§ **Work to complete**
Scan the data, and whenever a line contains "classify", copy it.

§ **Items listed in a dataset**

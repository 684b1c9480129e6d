//! Per-request dispatch: classify, then serve with the matching policy.

use swkit_net::{is_network_scheme, Request, Response};
use tracing::{debug, trace};

use crate::classify::Classifier;
use crate::event::WaitUntil;
use crate::policy::{CachePolicies, Strategy};

/// Result of handling a fetch event.
#[derive(Debug)]
pub enum FetchOutcome {
    /// Not intercepted; the host performs the request itself.
    PassThrough(Request),
    /// Answer the request with this response.
    Respond(Response),
}

impl FetchOutcome {
    pub fn response(&self) -> Option<&Response> {
        match self {
            FetchOutcome::Respond(response) => Some(response),
            FetchOutcome::PassThrough(_) => None,
        }
    }

    pub fn into_response(self) -> Option<Response> {
        match self {
            FetchOutcome::Respond(response) => Some(response),
            FetchOutcome::PassThrough(_) => None,
        }
    }

    pub fn is_pass_through(&self) -> bool {
        matches!(self, FetchOutcome::PassThrough(_))
    }
}

/// Routes requests to caching policies.
#[derive(Debug, Clone)]
pub struct Dispatcher {
    classifier: Classifier,
    policies: CachePolicies,
}

impl Dispatcher {
    pub fn new(classifier: Classifier, policies: CachePolicies) -> Self {
        Self {
            classifier,
            policies,
        }
    }

    pub fn policies(&self) -> &CachePolicies {
        &self.policies
    }

    /// Handle one intercepted request.
    pub async fn dispatch(&self, request: Request, wait_until: &WaitUntil) -> FetchOutcome {
        if !is_network_scheme(&request.url) {
            trace!(url = %request.url, "Passing through non-network request");
            return FetchOutcome::PassThrough(request);
        }

        let kind = self.classifier.classify(&request);
        let strategy = Strategy::for_kind(kind);
        debug!(url = %request.url, ?kind, ?strategy, "Dispatching request");

        let response = self.policies.serve(strategy, &request, wait_until).await;
        FetchOutcome::Respond(response)
    }
}

#[cfg(test)]
mod tests {
    use super::*;
    use crate::config::CacheNames;
    use crate::event::PendingTasks;
    use crate::storage::CacheStorage;
    use http::StatusCode;
    use std::sync::Arc;
    use std::time::Duration;
    use swkit_net::testing::MockFetcher;
    use url::Url;

    fn dispatcher() -> (Dispatcher, Arc<MockFetcher>, CacheStorage) {
        let caches = CacheStorage::in_memory();
        let fetcher = Arc::new(MockFetcher::new());
        let policies = CachePolicies::new(
            caches.clone(),
            fetcher.clone(),
            CacheNames::new("site", "v1"),
            Duration::from_secs(5),
        );
        (
            Dispatcher::new(Classifier::default(), policies),
            fetcher,
            caches,
        )
    }

    #[tokio::test]
    async fn test_non_network_schemes_pass_through() {
        let (dispatcher, fetcher, _) = dispatcher();

        for url in ["data:text/plain,hello", "chrome-extension://abc/content.js"] {
            let request = Request::get(Url::parse(url).unwrap());
            let outcome = dispatcher.dispatch(request, &WaitUntil::detached()).await;
            match outcome {
                FetchOutcome::PassThrough(request) => assert_eq!(request.url.as_str(), url),
                FetchOutcome::Respond(_) => panic!("{url} should pass through"),
            }
        }
        assert_eq!(fetcher.call_count(), 0);
    }

    #[tokio::test]
    async fn test_static_asset_goes_to_static_cache() {
        let (dispatcher, fetcher, caches) = dispatcher();
        fetcher.route("/styles/critical.css", 200, "body{}");

        let request = Request::get(Url::parse("https://site.test/styles/critical.css").unwrap());
        let outcome = dispatcher
            .dispatch(request.clone(), &WaitUntil::detached())
            .await;
        assert_eq!(outcome.response().unwrap().status, StatusCode::OK);

        let cache = caches.open("site-static-v1").await.unwrap();
        assert!(cache.get(&request).await.unwrap().is_some());
        assert!(!caches.has("site-dynamic-v1").await);
    }

    #[tokio::test]
    async fn test_api_goes_to_dynamic_cache() {
        let (dispatcher, fetcher, caches) = dispatcher();
        fetcher.route("/api/posts", 200, "[]");

        let request = Request::get(Url::parse("https://site.test/api/posts").unwrap());
        let pending = PendingTasks::new();
        let outcome = dispatcher.dispatch(request.clone(), &pending.handle()).await;
        assert!(!outcome.is_pass_through());
        assert_eq!(pending.settle().await, 0);

        let cache = caches.open("site-dynamic-v1").await.unwrap();
        assert!(cache.get(&request).await.unwrap().is_some());
    }

    #[tokio::test]
    async fn test_page_revalidates_in_background() {
        let (dispatcher, fetcher, _) = dispatcher();
        fetcher.route("/contact", 200, "<form/>");

        let request = Request::navigate(Url::parse("https://site.test/contact").unwrap());
        let pending = PendingTasks::new();
        let outcome = dispatcher.dispatch(request, &pending.handle()).await;

        assert_eq!(outcome.into_response().unwrap().text().unwrap(), "<form/>");
        assert_eq!(pending.settle().await, 1);
    }
}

§ **Written answer**
//! Per-request dispatch: classify, then serve with the matching policy.
use crate::classify::Classifier;
        let kind = self.classifier.classify(&request);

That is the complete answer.